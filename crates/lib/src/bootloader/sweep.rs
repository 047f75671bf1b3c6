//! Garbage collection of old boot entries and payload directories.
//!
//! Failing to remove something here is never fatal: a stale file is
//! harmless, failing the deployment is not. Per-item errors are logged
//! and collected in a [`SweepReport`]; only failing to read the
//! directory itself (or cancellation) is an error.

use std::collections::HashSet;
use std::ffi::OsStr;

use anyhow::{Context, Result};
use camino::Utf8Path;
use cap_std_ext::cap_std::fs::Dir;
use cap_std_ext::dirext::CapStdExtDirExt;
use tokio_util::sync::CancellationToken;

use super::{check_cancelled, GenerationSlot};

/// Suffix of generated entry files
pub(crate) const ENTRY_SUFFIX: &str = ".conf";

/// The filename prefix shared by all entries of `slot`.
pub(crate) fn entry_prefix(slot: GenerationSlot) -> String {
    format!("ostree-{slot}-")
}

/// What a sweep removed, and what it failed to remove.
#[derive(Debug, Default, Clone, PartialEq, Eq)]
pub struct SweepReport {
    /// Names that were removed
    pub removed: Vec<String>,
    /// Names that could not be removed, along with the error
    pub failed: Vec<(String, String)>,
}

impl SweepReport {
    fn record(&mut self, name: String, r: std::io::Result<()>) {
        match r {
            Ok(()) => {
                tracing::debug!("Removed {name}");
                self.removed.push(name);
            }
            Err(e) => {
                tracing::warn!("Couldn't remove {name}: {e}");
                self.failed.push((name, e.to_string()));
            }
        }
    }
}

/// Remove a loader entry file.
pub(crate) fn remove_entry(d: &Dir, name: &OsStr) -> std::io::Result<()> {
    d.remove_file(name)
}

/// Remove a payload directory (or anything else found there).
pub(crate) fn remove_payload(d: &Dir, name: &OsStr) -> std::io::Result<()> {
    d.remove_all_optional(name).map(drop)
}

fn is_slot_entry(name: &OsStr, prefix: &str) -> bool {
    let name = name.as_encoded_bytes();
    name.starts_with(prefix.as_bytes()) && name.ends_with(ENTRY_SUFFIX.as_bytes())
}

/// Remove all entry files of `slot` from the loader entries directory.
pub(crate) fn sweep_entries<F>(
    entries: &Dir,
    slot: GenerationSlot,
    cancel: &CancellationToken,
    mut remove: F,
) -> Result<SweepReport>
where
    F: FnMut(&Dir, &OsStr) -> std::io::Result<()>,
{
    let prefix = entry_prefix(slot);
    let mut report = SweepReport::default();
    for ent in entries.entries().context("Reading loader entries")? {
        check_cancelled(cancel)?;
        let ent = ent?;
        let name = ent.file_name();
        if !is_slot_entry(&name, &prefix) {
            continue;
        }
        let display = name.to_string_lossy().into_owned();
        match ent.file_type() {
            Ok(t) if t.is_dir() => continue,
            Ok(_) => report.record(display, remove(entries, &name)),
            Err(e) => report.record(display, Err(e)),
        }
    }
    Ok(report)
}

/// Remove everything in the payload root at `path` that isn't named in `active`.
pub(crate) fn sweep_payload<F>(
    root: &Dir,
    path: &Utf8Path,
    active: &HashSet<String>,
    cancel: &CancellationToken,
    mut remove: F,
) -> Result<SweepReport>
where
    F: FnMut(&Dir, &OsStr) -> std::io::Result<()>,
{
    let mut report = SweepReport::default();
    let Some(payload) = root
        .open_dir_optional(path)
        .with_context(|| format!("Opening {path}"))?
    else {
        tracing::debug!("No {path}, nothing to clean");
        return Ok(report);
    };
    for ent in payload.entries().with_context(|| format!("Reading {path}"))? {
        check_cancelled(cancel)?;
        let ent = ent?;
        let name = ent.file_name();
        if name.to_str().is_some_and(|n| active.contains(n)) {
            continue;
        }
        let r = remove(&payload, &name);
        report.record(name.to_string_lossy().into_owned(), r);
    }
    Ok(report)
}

__________________________________________________

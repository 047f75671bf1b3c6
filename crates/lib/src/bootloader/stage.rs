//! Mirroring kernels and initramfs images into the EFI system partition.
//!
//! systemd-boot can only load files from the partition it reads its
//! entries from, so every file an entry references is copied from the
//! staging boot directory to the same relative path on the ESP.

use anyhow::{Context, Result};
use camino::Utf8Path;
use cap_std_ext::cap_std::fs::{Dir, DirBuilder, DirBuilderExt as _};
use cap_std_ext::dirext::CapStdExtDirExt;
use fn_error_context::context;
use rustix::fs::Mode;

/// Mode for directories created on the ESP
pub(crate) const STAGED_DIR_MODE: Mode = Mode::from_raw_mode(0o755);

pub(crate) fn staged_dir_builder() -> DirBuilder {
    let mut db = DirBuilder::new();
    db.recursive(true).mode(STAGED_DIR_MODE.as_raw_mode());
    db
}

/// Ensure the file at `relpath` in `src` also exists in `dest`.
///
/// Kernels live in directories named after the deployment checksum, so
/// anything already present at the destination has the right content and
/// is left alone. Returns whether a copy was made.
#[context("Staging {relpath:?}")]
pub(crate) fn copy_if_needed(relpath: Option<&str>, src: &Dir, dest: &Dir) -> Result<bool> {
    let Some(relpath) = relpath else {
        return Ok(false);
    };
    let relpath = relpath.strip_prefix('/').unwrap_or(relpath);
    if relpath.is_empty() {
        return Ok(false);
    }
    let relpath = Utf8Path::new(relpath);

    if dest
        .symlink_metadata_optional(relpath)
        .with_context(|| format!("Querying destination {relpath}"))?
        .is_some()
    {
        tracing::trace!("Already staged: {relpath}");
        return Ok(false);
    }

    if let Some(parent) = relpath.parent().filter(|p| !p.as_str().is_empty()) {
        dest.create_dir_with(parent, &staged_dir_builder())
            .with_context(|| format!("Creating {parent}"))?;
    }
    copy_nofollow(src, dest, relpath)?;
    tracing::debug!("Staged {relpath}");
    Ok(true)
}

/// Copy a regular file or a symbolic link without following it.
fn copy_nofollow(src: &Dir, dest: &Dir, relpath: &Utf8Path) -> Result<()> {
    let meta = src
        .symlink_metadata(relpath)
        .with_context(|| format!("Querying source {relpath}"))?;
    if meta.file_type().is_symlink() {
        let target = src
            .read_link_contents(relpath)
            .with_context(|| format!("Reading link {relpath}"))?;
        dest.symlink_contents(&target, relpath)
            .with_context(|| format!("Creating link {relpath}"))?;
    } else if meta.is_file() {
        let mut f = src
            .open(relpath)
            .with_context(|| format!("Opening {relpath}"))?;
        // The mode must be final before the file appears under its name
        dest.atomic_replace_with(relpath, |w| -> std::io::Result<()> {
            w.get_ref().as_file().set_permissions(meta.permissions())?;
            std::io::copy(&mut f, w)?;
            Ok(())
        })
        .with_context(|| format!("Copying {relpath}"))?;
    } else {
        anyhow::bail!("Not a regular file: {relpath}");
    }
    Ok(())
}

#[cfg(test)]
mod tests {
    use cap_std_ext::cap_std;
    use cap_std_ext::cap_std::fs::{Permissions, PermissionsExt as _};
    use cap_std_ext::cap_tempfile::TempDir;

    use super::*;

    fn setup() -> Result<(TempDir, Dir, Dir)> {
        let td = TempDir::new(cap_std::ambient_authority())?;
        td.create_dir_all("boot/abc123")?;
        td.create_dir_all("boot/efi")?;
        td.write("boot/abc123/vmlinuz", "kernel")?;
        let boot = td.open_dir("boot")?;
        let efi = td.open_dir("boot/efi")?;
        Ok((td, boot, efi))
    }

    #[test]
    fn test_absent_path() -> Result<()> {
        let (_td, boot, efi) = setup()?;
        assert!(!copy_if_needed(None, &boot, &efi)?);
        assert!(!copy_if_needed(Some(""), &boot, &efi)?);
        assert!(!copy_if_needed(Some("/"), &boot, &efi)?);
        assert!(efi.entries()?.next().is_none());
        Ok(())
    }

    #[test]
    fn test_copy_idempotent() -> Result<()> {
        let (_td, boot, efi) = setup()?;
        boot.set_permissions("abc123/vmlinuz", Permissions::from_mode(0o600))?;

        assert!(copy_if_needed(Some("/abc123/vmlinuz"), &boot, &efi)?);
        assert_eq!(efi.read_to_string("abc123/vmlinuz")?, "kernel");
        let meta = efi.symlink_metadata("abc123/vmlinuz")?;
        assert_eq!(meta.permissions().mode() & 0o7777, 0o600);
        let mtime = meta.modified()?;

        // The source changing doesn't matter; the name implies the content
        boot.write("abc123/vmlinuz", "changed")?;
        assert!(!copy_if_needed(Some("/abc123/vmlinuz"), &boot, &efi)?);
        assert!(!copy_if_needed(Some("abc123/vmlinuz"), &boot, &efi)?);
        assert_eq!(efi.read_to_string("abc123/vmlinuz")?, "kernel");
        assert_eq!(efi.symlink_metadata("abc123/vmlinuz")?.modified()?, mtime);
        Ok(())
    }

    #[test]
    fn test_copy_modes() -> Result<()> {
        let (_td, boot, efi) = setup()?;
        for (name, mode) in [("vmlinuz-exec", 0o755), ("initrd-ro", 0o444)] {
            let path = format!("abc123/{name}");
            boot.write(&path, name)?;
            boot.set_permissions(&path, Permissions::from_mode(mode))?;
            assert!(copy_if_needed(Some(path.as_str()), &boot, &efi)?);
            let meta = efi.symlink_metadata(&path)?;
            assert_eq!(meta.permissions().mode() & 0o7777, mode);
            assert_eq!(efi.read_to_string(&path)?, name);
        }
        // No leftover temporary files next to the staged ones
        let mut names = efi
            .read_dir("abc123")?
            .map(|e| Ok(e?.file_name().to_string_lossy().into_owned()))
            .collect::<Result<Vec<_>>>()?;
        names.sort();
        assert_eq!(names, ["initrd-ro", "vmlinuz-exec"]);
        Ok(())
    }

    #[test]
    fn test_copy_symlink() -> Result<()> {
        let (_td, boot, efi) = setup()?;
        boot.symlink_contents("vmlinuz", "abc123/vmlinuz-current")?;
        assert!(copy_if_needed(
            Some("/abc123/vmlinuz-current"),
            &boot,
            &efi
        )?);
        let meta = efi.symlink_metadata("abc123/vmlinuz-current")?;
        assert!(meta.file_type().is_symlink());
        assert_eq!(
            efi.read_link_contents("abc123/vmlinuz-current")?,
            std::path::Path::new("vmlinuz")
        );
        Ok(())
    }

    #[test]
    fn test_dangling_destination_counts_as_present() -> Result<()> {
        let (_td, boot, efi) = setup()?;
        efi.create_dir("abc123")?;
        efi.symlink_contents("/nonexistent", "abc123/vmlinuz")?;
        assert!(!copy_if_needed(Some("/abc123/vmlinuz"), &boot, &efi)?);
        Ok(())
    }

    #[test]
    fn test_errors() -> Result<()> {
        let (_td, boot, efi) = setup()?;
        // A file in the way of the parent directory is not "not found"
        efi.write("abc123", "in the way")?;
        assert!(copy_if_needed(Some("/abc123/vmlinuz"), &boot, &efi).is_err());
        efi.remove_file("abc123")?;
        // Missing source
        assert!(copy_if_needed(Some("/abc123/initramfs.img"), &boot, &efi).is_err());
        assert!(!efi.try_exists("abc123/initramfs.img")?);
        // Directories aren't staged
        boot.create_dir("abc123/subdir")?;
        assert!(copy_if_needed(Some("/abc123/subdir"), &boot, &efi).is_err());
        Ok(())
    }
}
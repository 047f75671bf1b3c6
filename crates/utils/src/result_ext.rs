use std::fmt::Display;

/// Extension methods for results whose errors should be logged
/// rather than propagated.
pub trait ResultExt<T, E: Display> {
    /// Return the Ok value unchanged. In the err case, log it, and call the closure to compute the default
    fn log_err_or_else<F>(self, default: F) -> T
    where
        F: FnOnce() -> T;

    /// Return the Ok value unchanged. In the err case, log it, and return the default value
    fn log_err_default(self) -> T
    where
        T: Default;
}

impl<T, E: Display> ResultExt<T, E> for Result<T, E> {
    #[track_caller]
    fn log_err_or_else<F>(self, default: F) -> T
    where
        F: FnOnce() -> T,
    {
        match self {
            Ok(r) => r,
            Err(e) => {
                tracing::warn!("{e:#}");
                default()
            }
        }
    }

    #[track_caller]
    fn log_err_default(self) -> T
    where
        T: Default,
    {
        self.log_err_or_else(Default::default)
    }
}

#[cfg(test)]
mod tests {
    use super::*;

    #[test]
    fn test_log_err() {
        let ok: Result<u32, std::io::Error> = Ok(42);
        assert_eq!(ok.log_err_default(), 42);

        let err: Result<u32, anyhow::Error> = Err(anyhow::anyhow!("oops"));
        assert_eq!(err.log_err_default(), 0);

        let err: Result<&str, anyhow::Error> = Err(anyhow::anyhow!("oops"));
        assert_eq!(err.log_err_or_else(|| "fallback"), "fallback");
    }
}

__________________________________________________

→ **TASK PROMPT**
From the records above, print exactly the lines that run from the line with "filename crates/lib/src/bootloader/stage.rs" to the line with "on the ESP.", inclusive.

→ **RESULT FOR THIS TASK**
filename crates/lib/src/bootloader/stage.rs
//! Mirroring kernels and initramfs images into the EFI system partition.
//!
//! systemd-boot can only load files from the partition it reads its
//! entries from, so every file an entry references is copied from the
//! staging boot directory to the same relative path on the ESP.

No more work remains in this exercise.